Hi There,
I’m looking for a super low power AVR. Not having luck with their website. They don’t seem to list the current during run mode in any of their tables. This must be somewhere. Microchip has that column.
I only have 400uA at 1.8V to run the MCU and some other stuff that takes about 100uA. So I have ~300 budgeted for the MCU. Any recomendations or help finding the table of AVR chips I can sort on by power usage?
Thanks!
Have you checked out, or queried folks on the forum at avrfeaks.net?
Does it always need to be in active mode? If your sleeping 90% of the time then I don’t think it will be too much of a problem.
I think an ATtiny with picoPower is the best bet: http://www.atmel.com/products/AVR/defau … ily_id=607
I don’t know of any table they have that would list things like current consumption.

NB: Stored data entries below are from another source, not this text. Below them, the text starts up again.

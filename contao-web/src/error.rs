// Contao - front-end rendering core for the Contao CMS
// Copyright (C) 2025 Contao Project Contributors
//
// This program is free software: you can redistribute it and/or modify
// it under the terms of the GNU Affero General Public License as
// published by the Free Software Foundation, either version 3 of the
// License, or (at your option) any later version.
//
// This program is distributed in the hope that it will be useful,
// but WITHOUT ANY WARRANTY; without even the implied warranty of
// MERCHANTABILITY or FITNESS FOR A PARTICULAR PURPOSE.  See the
// GNU Affero General Public License for more details.
//
// You should have received a copy of the GNU Affero General Public License
// along with this program.  If not, see <https://www.gnu.org/licenses/>.

use axum::{
    http::StatusCode,
    response::{IntoResponse, Response},
};
use std::fmt;
use thiserror::Error;

/// Application error type that includes context for better debugging
#[derive(Debug)]
pub struct AppError {
    pub status: StatusCode,
    pub message: String,
    pub details: Option<String>,
}

impl AppError {
    pub fn new(status: StatusCode, message: impl Into<String>) -> Self {
        Self {
            status,
            message: message.into(),
            details: None,
        }
    }

    pub fn with_details(mut self, details: impl Into<String>) -> Self {
        self.details = Some(details.into());
        self
    }

    pub fn internal_server_error(message: impl Into<String>) -> Self {
        Self::new(StatusCode::INTERNAL_SERVER_ERROR, message)
    }

    pub fn not_found(message: impl Into<String>) -> Self {
        Self::new(StatusCode::NOT_FOUND, message)
    }

    pub fn bad_request(message: impl Into<String>) -> Self {
        Self::new(StatusCode::BAD_REQUEST, message)
    }

    pub fn forbidden(message: impl Into<String>) -> Self {
        Self::new(StatusCode::FORBIDDEN, message)
    }
}

impl fmt::Display for AppError {
    fn fmt(&self, f: &mut fmt::Formatter<'_>) -> fmt::Result {
        write!(f, "{}: {}", self.status, self.message)?;
        if let Some(details) = &self.details {
            write!(f, " ({})", details)?;
        }
        Ok(())
    }
}

impl std::error::Error for AppError {}

impl IntoResponse for AppError {
    fn into_response(self) -> Response {
        if self.status.is_server_error() {
            tracing::error!(
                status = ?self.status,
                message = %self.message,
                details = ?self.details,
                "Request failed"
            );
        } else {
            tracing::debug!(status = ?self.status, message = %self.message, "Request rejected");
        }

        // Details stay in the log.
        (self.status, self.message).into_response()
    }
}

impl From<anyhow::Error> for AppError {
    fn from(err: anyhow::Error) -> Self {
        if let Some(page_error) = err.downcast_ref::<PageError>() {
            return Self::new(page_error.status(), page_error.to_string());
        }
        Self::internal_server_error("Internal server error").with_details(format!("{:#}", err))
    }
}

/// Outcomes of page resolution that end in an error page.
///
/// Modules raise these through `anyhow` to abort rendering, e.g. the search
/// module for a result page that does not exist.
#[derive(Debug, Error, Clone, PartialEq, Eq)]
pub enum PageError {
    #[error("Page not found")]
    NotFound,

    #[error("Authentication required")]
    Unauthorized,

    #[error("Access denied")]
    Forbidden,

    #[error("Bad request: {0}")]
    BadRequest(String),
}

impl PageError {
    pub fn status(&self) -> StatusCode {
        match self {
            PageError::NotFound => StatusCode::NOT_FOUND,
            PageError::Unauthorized => StatusCode::UNAUTHORIZED,
            PageError::Forbidden => StatusCode::FORBIDDEN,
            PageError::BadRequest(_) => StatusCode::BAD_REQUEST,
        }
    }
}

I figure it would be unanimous across each of their product lines when configured correctly.
russpatterson:
I’m looking for a super low power AVR. Not having luck with their website. They don’t seem to list the current during run mode in any of their tables. This must be somewhere. Microchip has that column.
The datasheets all have that info; seems pretty easy to find to me. If you’re asking how to select the lowest power devices, have a look for the devices described as having “picopower technology” on this page:
http://atmel.com/dyn/products/devices_m … id=607#791
(Quite amusing that Atmel came out with “picopower” after Microchip announced “nanowatt” technology…)
Thanks for all the replies. Yeah, I doubt that Microchip will respond with “femto watt” technology.
Microchip now has nanoWatt XLP (eXtreme Low Power) technology:
I’ve found that the actual power usage varies from what’s claimed in the datasheets but as far as that goes it looks like Microchip claims to have lower power solutions.
I’ve played with one or two of those XLP chips, but haven’t checked the claims for myself. Measuring currents as low as 20 nA isn’t easy.
They all seem to claim (in their own way) that they have the lowest power. I think other chips (such as TI's 16-bit MSP430) are generally considered to have a lower power-per-MIPs than either PIC or AVR...russpatterson:
I’ve found that the actual power usage varies from what’s claimed in the datasheets but as far as that goes it looks like Microchip claims to have lower power solutions.
That was once true, years ago, before the ""nanoWatt XLP"" and "PicoPower" buzzwords.russpatterson:
I think other chips (such as TI’s 16-bit MSP430) are generally considered to have a lower power-per-MIPs than either PIC or AVR…
The [“Innovative Techniques for Extremely Low Power Consumption with 8-bit Microcontrollers” white paper claims that the ATmega165P uses less power than the MSP430.
In particular, when sleeping with a 32 kHz wake-up timer running at 2.2 V and 25 C, the MSP430 typically uses 0.80 uA, which is really quite amazing, but the ATmega165P uses slightly less power at a typical 0.65 uA.
the Microchip [“Extreme Low Power Microcontrollers” claim to do even better: “Real-time Clock/Calendar down to 500 nA”.
With your power budget, you could power about 600 of these chips – as long as all of them were sleeping :-).
To answer the original poster’s question:
If you really want to know which Atmel AVR has the absolute lowest current in run mode, I’m afraid you’re going to have to get a list of all the PicoPower devices available, download a datasheet for each one, and copy-and-paste numbers into your own spreadsheet.
(Looking through the [Atmel AVR Parametric Product Table gives me about 20 picopower parts – they either have “p” in their name, or are marked “picopower: yes”.)
Please tell us if you find a less tedious technique.
I’m considering using a ATmega328P on my next project, simply because there’s a huge library of Arduino code for it. (Although I would prefer one with enough SRAM to support PyMite).
According to the datasheet on p. 315, the ATmega328P typically requires (at 25 C): (I’m guessing all these numbers are with the ADC turned off)
1700 uA at 3V when actively running at 4 MHz
300 uA at 2V when actively running at 1 MHz
300 uA at 3V when idle but the 4 MHz clock is running
40 uA at 2V when idle but the 1 MHz clock is running
0.9 uA at 3V in power-save mode and only the 32 kHz wake-up timer is running
Would that be adequate?
So with your power budget you could (just barely) actively run this chip at 2 V and 1 MHz all the time, without ever using any of the reduce-power modes.
I’m honestly curious – what is this “other stuff” that you claim takes about 100uA?
I always end up using at least one LED, and that’s 10,000 uA all by itself.](http://www.atmel.com/dyn/products/param_table_v2.asp?family_id=607)](http://www.microchip.com/xlp)](http://www.atmel.com/dyn/resources/prod_documents/doc7903.pdf)
I recently used a ATtiny43U with a claim of 0.35µA (350nA) while in power down and WDT disabled, and I can confirm this is true. This is the tiny with the on board boost converter to operate off a single 1.5V cell.